Find and call out faulted GPUs
Isolate down to the GPU that caused the GPU PGOOD or
overtemp summary fault bit to turn on. On Witherspoon
this involves reading GPIOs on a pca9552 device to find
the GPU signaling the fault.
GPUs are not currently in the inventory, so the code
isn't doing the standard callout by adding a certain
metadata field. The GPU number that failed will just
be added to the error log metadata, and work will be done
with support to make sure that is documented.

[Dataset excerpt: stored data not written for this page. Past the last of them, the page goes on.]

//! Coefficient models: the algebraic structures tensor elements live in.
//!
//! Every arithmetic step of the engine goes through a [`Ring`] value carried by
//! the tensor. A model is a value rather than a bare type so that it can hold
//! parameters such as a modulus.
//!
//! # Ring laws
//!
//! For a model `(R, +, ×, 0, 1)` the engine relies on:
//! - `(R, +, 0)` is a commutative group (`neg` gives inverses)
//! - `(R, ×, 1)` is a monoid
//! - `×` distributes over `+`
//!
//! Contraction sums terms in an unspecified order, so `+` must be associative
//! and commutative for results to be well defined.
//!
//! | Model | Element | Field |
//! |-------|---------|-------|
//! | [`Integers<T>`] | signed primitive int | no |
//! | [`ModularIntegers`] | `u64` residue | yes (units only) |
//! | [`Reals<T>`] | float | yes |

use std::fmt::Debug;

use rand::Rng;

use crate::error::RingTensorError;

pub mod integers;
pub mod modular;
pub mod reals;

pub use integers::Integers;
pub use modular::ModularIntegers;
pub use reals::Reals;

/// A commutative ring of coefficients.
pub trait Ring: Clone + Debug + Send + Sync + 'static {
    /// The element type stored in tensor buffers.
    type Element: Clone + Debug + Send + Sync + 'static;

    /// Additive identity.
    fn zero(&self) -> Self::Element;

    /// Multiplicative identity.
    fn one(&self) -> Self::Element;

    fn add(&self, a: &Self::Element, b: &Self::Element) -> Self::Element;

    fn sub(&self, a: &Self::Element, b: &Self::Element) -> Self::Element;

    fn neg(&self, a: &Self::Element) -> Self::Element;

    fn mul(&self, a: &Self::Element, b: &Self::Element) -> Self::Element;

    /// Coefficient equality. Elements may have several representations, so
    /// this is the only equality the engine uses.
    fn is_equal(&self, a: &Self::Element, b: &Self::Element) -> bool;

    fn is_zero(&self, a: &Self::Element) -> bool {
        self.is_equal(a, &self.zero())
    }
}

/// A ring where every non-zero (or every unit) element has an inverse.
///
/// Not used by the tensor core itself; provided for collaborators such as
/// elimination-based algorithms built on top of it.
pub trait Field: Ring {
    /// Multiplicative inverse.
    ///
    /// # Errors
    /// Returns `RingTensorError::NotInvertible` when `a` has no inverse.
    fn reciprocal(&self, a: &Self::Element) -> Result<Self::Element, RingTensorError>;

    /// `a * b^-1`.
    fn div(&self, a: &Self::Element, b: &Self::Element) -> Result<Self::Element, RingTensorError> {
        let inv = self.reciprocal(b)?;
        Ok(self.mul(a, &inv))
    }
}

/// Models that can draw random elements, used by `Tensor::random`.
pub trait SampleElement: Ring {
    fn sample<G: Rng + ?Sized>(&self, rng: &mut G) -> Self::Element;
}
pub mod equal;

pub use equal::{equals_op, is_zero_op};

Also, the
other power fault callouts don't use the standard inventory
callouts either as they are more complicated than just a single
FRU, so this method is consistent with that.
Note that these faults do not cause the system to
power off automatically like other power faults, though
a future commit will power off the system on a GPU overtemp.

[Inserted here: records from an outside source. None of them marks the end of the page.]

use log::debug;

use crate::coefficient::Ring;
use crate::error::RingTensorError;
use crate::ops::concat::interleave_blocks;
use crate::tensor::Tensor;
use crate::tensor_data::TensorData;

/// Stacks equally shaped tensors along a new axis inserted at `axis`.
///
/// `axis` may equal the operands' rank (stack as the last axis). Data is
/// copied into one new buffer using the first operand's coefficient model.
///
/// # Errors
/// - `EmptyTensorList` for no operands.
/// - `InvalidAxis` if `axis` is greater than the operands' rank.
/// - `ShapeMismatch` if any operand's shape differs from the first.
pub fn stack_op<R: Ring>(tensors: &[Tensor<R>], axis: usize) -> Result<Tensor<R>, RingTensorError> {
    let first = tensors.first().ok_or(RingTensorError::EmptyTensorList)?;
    let first_shape = first.shape();
    let rank = first_shape.len();
    if axis > rank {
        return Err(RingTensorError::InvalidAxis { axis, rank: rank + 1 });
    }
    for tensor in tensors.iter().skip(1) {
        let shape = tensor.shape();
        if shape != first_shape {
            return Err(RingTensorError::ShapeMismatch {
                expected: first_shape,
                actual: shape,
                operation: format!("stack along axis {}", axis),
            });
        }
    }

    let outer: usize = first_shape[..axis].iter().product();
    let block: usize = first_shape[axis..].iter().product();
    let parts = tensors
        .iter()
        .map(|t| t.read_data().gather())
        .collect::<Result<Vec<_>, _>>()?;

    let mut output_shape = first_shape;
    output_shape.insert(axis, tensors.len());
    debug!(
        "stack: {} tensors at axis {} into shape {:?}",
        tensors.len(),
        axis,
        output_shape
    );
    let values = interleave_blocks(&parts, &vec![block; tensors.len()], outer);
    Ok(Tensor::from_data(TensorData::new(values, output_shape, first.ring().clone())?))
}

#[cfg(test)]
#[path = "stack_test.rs"]
mod tests;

Change-Id: If4053f32a06a335a6612a04a8164d34306530b22
Signed-off-by: Matt Spinler <spinler@us.ibm.com>
diff --git a/power-sequencer/ucd90160.cpp b/power-sequencer/ucd90160.cpp
index 8317837..715dcd1 100644
--- a/power-sequencer/ucd90160.cpp
+++ b/power-sequencer/ucd90160.cpp
@@ -217,6 +217,16 @@
if (gpiStatus == Value::low)
{
+ //There may be some extra analysis we can do to narrow the
+ //error down further. Note that finding an error here won't
+ //prevent us from checking this GPI again.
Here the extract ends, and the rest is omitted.